** Opening DATA FOR THE TASK block **

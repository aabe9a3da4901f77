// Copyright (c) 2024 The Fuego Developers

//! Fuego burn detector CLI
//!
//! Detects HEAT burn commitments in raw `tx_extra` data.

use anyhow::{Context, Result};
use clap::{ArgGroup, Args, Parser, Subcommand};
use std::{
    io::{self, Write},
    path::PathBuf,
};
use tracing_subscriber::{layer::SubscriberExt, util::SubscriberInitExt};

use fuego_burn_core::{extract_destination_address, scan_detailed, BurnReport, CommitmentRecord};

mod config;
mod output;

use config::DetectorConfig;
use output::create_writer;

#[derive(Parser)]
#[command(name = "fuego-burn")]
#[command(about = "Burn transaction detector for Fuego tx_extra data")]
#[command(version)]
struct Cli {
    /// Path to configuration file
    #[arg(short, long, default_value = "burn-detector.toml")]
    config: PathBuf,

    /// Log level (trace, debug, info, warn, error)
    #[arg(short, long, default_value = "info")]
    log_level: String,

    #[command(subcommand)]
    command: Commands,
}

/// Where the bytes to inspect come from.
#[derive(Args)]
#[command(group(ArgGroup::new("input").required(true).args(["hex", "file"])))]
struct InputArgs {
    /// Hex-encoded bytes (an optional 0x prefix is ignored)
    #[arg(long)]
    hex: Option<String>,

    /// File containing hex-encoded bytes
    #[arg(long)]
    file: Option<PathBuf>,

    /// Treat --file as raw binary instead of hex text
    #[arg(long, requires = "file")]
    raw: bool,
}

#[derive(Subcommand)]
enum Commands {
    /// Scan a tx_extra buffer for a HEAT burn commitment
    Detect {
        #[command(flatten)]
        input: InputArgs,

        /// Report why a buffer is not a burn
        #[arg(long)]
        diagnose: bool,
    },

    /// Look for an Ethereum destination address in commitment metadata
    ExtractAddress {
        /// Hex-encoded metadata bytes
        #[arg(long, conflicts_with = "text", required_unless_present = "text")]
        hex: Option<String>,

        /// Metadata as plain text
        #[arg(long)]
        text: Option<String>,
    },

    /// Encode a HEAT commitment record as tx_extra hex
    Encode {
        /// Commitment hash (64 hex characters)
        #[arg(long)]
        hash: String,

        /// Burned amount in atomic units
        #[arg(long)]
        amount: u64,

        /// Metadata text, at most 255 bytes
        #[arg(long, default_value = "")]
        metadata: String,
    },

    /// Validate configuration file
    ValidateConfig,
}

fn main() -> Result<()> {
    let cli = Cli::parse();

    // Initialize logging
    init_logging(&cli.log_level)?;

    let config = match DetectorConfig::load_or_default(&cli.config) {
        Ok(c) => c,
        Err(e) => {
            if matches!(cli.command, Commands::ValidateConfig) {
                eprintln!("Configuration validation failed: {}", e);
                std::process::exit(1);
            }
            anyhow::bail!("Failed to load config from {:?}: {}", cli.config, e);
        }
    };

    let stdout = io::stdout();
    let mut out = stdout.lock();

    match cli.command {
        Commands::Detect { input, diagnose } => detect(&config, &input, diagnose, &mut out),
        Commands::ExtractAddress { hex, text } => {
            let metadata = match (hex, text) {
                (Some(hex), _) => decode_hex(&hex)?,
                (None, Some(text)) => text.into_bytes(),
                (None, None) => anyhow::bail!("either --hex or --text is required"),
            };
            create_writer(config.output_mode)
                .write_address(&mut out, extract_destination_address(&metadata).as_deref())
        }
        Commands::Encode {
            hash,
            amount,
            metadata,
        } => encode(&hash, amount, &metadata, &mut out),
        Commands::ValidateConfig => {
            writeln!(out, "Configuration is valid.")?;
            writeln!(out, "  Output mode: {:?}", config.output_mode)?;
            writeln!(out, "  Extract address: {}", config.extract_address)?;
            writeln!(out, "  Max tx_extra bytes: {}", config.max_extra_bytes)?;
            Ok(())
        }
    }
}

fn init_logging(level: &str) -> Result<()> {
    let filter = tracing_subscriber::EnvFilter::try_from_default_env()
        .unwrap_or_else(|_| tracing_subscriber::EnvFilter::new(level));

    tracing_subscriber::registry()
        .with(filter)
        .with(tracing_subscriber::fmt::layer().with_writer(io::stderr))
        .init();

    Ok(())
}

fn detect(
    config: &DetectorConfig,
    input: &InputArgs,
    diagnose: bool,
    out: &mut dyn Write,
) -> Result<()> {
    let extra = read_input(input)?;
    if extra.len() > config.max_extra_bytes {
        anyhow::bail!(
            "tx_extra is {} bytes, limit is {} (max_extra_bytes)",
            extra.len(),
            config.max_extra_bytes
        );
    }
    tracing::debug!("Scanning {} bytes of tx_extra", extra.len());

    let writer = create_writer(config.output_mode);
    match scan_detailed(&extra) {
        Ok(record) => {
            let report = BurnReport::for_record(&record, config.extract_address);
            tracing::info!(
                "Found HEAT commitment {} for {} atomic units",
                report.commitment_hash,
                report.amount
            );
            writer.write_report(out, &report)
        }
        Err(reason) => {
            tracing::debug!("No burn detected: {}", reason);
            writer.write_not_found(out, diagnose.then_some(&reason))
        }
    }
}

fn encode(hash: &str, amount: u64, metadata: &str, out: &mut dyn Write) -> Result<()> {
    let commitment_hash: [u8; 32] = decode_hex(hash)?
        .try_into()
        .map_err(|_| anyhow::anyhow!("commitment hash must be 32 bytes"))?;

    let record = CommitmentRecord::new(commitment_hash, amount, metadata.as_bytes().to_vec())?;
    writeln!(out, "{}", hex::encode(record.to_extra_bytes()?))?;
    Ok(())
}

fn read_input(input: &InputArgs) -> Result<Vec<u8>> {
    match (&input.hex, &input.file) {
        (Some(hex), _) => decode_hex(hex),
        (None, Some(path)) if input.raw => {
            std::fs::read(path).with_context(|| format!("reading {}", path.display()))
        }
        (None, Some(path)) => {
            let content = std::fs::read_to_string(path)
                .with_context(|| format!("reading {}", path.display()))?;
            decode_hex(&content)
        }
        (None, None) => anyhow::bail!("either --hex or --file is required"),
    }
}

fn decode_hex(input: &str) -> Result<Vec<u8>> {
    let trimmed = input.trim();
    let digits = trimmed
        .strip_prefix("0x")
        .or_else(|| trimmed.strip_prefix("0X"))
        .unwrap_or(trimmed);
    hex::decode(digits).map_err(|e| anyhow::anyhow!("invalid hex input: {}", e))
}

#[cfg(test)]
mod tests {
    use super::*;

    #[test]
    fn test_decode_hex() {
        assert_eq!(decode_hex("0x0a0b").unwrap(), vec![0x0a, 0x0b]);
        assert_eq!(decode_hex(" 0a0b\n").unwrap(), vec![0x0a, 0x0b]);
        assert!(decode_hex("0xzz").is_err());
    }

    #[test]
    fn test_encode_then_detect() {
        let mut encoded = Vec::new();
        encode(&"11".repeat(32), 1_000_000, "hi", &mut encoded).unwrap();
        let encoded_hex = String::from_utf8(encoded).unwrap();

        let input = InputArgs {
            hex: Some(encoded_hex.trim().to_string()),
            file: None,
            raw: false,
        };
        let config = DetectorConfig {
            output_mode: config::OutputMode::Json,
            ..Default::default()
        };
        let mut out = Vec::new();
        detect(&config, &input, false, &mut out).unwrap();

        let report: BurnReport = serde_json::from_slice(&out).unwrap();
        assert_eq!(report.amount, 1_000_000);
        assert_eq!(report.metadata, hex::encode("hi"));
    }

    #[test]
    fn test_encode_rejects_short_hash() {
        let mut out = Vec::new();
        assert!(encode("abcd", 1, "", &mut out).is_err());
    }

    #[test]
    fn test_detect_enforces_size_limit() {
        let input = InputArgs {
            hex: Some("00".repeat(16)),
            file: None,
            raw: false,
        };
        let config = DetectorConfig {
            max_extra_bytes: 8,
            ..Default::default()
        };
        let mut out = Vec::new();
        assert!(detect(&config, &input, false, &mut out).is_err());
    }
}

** Closing DATA FOR THE TASK block **

> [EXERCISE INSTRUCTIONS]:
Looking through the data above, copy out each line in which the string "derive" occurs.

> [ANSWER BOX]:
#[derive(Parser)]
#[derive(Args)]
#[derive(Subcommand)]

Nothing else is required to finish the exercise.